Sunday, December 18, 2005

i've been watching a lot of hbo on demand lately. maybe it's because i like holding the remote and saying "i demand you!" maybe it's because i'm just to lazy to fold laundry instead. either way, here are the things i've learned.
  1. sometimes you have to take your clothes off to get the good roles. natalie portman as alice in "closer" plays one of the most complex and intriguing characters i've ever seen, and she does it superbly. but she does some of her best work in a g-string. and no, i don't mean it like that.
  2. movies brought to you by the EPA will make you hate the EPA, even if you liked them before hand. "the day after tomorrow" sucks. there's no other way to say it. it actually has science in it. of course, i have no idea if the science is true or not, but i bought it. the problem is that you're treated like an idiot the whole time. first of all, everyone knows that global warming can cause extreme weather shifts, including extreme cold. you did not have to spend 45 minutes explaining that to me with bad special effects. secondly, wolves are not violent killers, unless they're rabid or starving, which these wolves were not. thirdly, jake gyllenhall is only cute when sheepishly smiling, so, he should not be put in a corner pouting - EVER!
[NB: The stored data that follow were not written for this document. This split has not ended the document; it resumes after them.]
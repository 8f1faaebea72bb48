//! Pure functions that summarise transactions for display.
//!
//! The functions here never touch the database or the clock. Callers load and
//! filter the transactions first (e.g. to a single month) and pass in borrowed
//! snapshots, so the functions can be called concurrently and always give the
//! same output for the same input.
//!
//! Amounts are summed as `f64` in input order. The totals are reproducible for
//! a fixed input ordering, but reordering the input may change the last few
//! bits of a total.

use std::collections::BTreeMap;

use serde::{Deserialize, Serialize};

use crate::{category::Taxonomy, month::MonthKey, transaction::Transaction};

/// The section and category name used for transactions whose category is not in the taxonomy.
pub const UNCATEGORIZED: &str = "Uncategorized";

/// The transactions of one category within a section.
#[derive(Debug, Clone, PartialEq, Serialize)]
pub struct CategoryGroup {
    /// The category name.
    pub name: String,
    /// The signed sum of the category's transaction amounts.
    pub total: f64,
    /// The category's transactions in input order.
    pub transactions: Vec<Transaction>,
}

/// The transactions of one section, grouped by category.
#[derive(Debug, Clone, PartialEq, Serialize)]
pub struct GroupedTransaction {
    /// The section name.
    pub section: String,
    /// The sum of the section's category totals.
    pub total: f64,
    /// The section's categories in the order they first appear in the input.
    pub categories: Vec<CategoryGroup>,
}

/// Income and expenses over a set of transactions.
#[derive(Debug, Clone, Copy, PartialEq, Default, Serialize, Deserialize)]
pub struct MonthlyTotals {
    /// The sum of the positive amounts.
    pub income: f64,
    /// The sum of the magnitudes of the negative amounts, always zero or more.
    pub expenses: f64,
}

/// Group transactions into the sections of `taxonomy` and then by category.
///
/// Each transaction goes to the first section whose category list contains its
/// category. A transaction whose category is in no section goes to the
/// "Uncategorized" section under its own category name, so no transaction is
/// ever dropped. Sections and categories appear in the order they are first
/// seen in `transactions` and only if they have at least one transaction.
pub fn group_by_section(
    transactions: &[Transaction],
    taxonomy: &Taxonomy,
) -> Vec<GroupedTransaction> {
    let mut sections: Vec<GroupedTransaction> = Vec::new();

    for transaction in transactions {
        let section_name = taxonomy
            .section_of(&transaction.category)
            .unwrap_or(UNCATEGORIZED);

        let section_index = match sections.iter().position(|s| s.section == section_name) {
            Some(index) => index,
            None => {
                sections.push(GroupedTransaction {
                    section: section_name.to_owned(),
                    total: 0.0,
                    categories: Vec::new(),
                });
                sections.len() - 1
            }
        };
        let categories = &mut sections[section_index].categories;

        let category_index = match categories
            .iter()
            .position(|c| c.name == transaction.category)
        {
            Some(index) => index,
            None => {
                categories.push(CategoryGroup {
                    name: transaction.category.clone(),
                    total: 0.0,
                    transactions: Vec::new(),
                });
                categories.len() - 1
            }
        };
        let category = &mut categories[category_index];

        category.total += transaction.amount;
        category.transactions.push(transaction.clone());
    }

    for section in &mut sections {
        section.total = section.categories.iter().map(|c| c.total).sum();
    }

    sections
}

/// Sum the income and the expenses of `transactions`.
///
/// Zero amounts count towards neither. Expenses are reported as a positive magnitude.
pub fn compute_totals(transactions: &[Transaction]) -> MonthlyTotals {
    let mut totals = MonthlyTotals::default();

    for transaction in transactions {
        if transaction.amount > 0.0 {
            totals.income += transaction.amount;
        } else if transaction.amount < 0.0 {
            totals.expenses += transaction.amount.abs();
        }
    }

    totals
}

/// Sum the signed amounts of `transactions` per category name.
///
/// Only categories with at least one transaction appear. The amounts are not
/// filtered by sign, callers that want expenses only must filter first.
pub fn compute_totals_by_category(transactions: &[Transaction]) -> BTreeMap<String, f64> {
    let mut totals = BTreeMap::new();

    for transaction in transactions {
        *totals.entry(transaction.category.clone()).or_insert(0.0) += transaction.amount;
    }

    totals
}

/// Compute [MonthlyTotals] for every month in `transactions_by_month`.
///
/// Every input month is kept, a month with no transactions gets zero totals.
/// Months missing from the input are not added.
pub fn build_history(
    transactions_by_month: &BTreeMap<MonthKey, Vec<Transaction>>,
) -> BTreeMap<MonthKey, MonthlyTotals> {
    transactions_by_month
        .iter()
        .map(|(month, transactions)| (*month, compute_totals(transactions)))
        .collect()
}


#[cfg(test)]
mod totals_tests {
    use std::collections::BTreeMap;

    use time::{Month, macros::date};

    use crate::{
        aggregation::{MonthlyTotals, build_history, compute_totals, compute_totals_by_category},
        month::MonthKey,
        transaction::Transaction,
    };

    fn transaction(amount: f64, category: &str) -> Transaction {
        Transaction {
            id: 1,
            date: date!(2024 - 01 - 15),
            description: String::new(),
            amount,
            category: category.to_owned(),
        }
    }

    #[test]
    fn totals_split_income_and_expenses() {
        let transactions = vec![
            transaction(-50.0, "Rent"),
            transaction(-20.0, "Rent"),
            transaction(1000.0, "Salary"),
        ];

        let totals = compute_totals(&transactions);

        assert_eq!(
            totals,
            MonthlyTotals {
                income: 1000.0,
                expenses: 70.0
            }
        );
    }

    #[test]
    fn totals_of_nothing_are_zero() {
        assert_eq!(
            compute_totals(&[]),
            MonthlyTotals {
                income: 0.0,
                expenses: 0.0
            }
        );
    }

    #[test]
    fn zero_amounts_count_for_neither() {
        assert_eq!(
            compute_totals(&[transaction(0.0, "Rent")]),
            MonthlyTotals::default()
        );
    }

    #[test]
    fn income_minus_expenses_is_net_amount() {
        let transactions = vec![
            transaction(-12.5, "Cafes"),
            transaction(250.0, "Salary"),
            transaction(-99.99, "Rent"),
            transaction(3.25, "Refunds"),
        ];

        let totals = compute_totals(&transactions);

        let net: f64 = transactions.iter().map(|t| t.amount).sum();
        assert!((totals.income - totals.expenses - net).abs() < 1e-9);
        assert!(totals.expenses >= 0.0);
    }

    #[test]
    fn totals_by_category_only_includes_present_categories() {
        let transactions = vec![
            transaction(-50.0, "Rent"),
            transaction(-4.5, "Cafes"),
            transaction(-20.0, "Rent"),
        ];

        let totals = compute_totals_by_category(&transactions);

        assert_eq!(
            totals,
            BTreeMap::from([("Cafes".to_owned(), -4.5), ("Rent".to_owned(), -70.0)])
        );
    }

    #[test]
    fn totals_by_category_keeps_signs() {
        let totals =
            compute_totals_by_category(&[transaction(10.0, "Refunds"), transaction(-4.0, "Refunds")]);

        assert_eq!(totals["Refunds"], 6.0);
    }

    #[test]
    fn totals_by_category_of_nothing_is_empty() {
        assert!(compute_totals_by_category(&[]).is_empty());
    }

    #[test]
    fn history_keeps_empty_months() {
        let january = MonthKey::new(2024, Month::January);
        let february = MonthKey::new(2024, Month::February);
        let transactions_by_month = BTreeMap::from([
            (
                january,
                vec![transaction(1000.0, "Salary"), transaction(-70.0, "Rent")],
            ),
            (february, vec![]),
        ]);

        let history = build_history(&transactions_by_month);

        assert_eq!(history.len(), 2);
        assert_eq!(
            history[&january],
            MonthlyTotals {
                income: 1000.0,
                expenses: 70.0
            }
        );
        assert_eq!(history[&february], MonthlyTotals::default());
    }

    #[test]
    fn history_does_not_add_missing_months() {
        let january = MonthKey::new(2024, Month::January);
        let march = MonthKey::new(2024, Month::March);
        let transactions_by_month = BTreeMap::from([
            (january, vec![transaction(1.0, "Salary")]),
            (march, vec![transaction(-1.0, "Rent")]),
        ]);

        let history = build_history(&transactions_by_month);

        assert_eq!(history.keys().copied().collect::<Vec<_>>(), vec![january, march]);
    }

    #[test]
    fn history_serializes_with_month_keys() {
        let history = build_history(&BTreeMap::from([(
            MonthKey::new(2024, Month::February),
            vec![],
        )]));

        let json = serde_json::to_string(&history).unwrap();

        assert_eq!(json, r#"{"2024-02":{"income":0.0,"expenses":0.0}}"#);
    }
}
  3. you can't say "spanglish" without smiling. in high school french we called in franglais (french + anglais which is french for english) and my cousin matt and i spoke a lot of franglais in france. oddly enough, the french thought it was adorable and then an adorable boy offered to take me out to dinner but i said no because i was too scared to go out with a strange boy.
in other related tv news, there's this show called "deal or no deal." now, from what i can tell through my vino haze, the point of this show is that 26 chicks in matching dresses come on stage holding suitcases. the contestant picks one and keeps it. he then tells chicks to open other cases which hold various amounts of money in them. sometimes the bank calls and offers to buy back your suitcase. the point is - NOTHING ever happens. but! you drink some wine and suddenly you're screaming "pick number 8 - 8 is great! why won't you pick 8 you jackass?!"

in summation - folding laundry is yucky. hbo on demand is good. hbo on wine is better.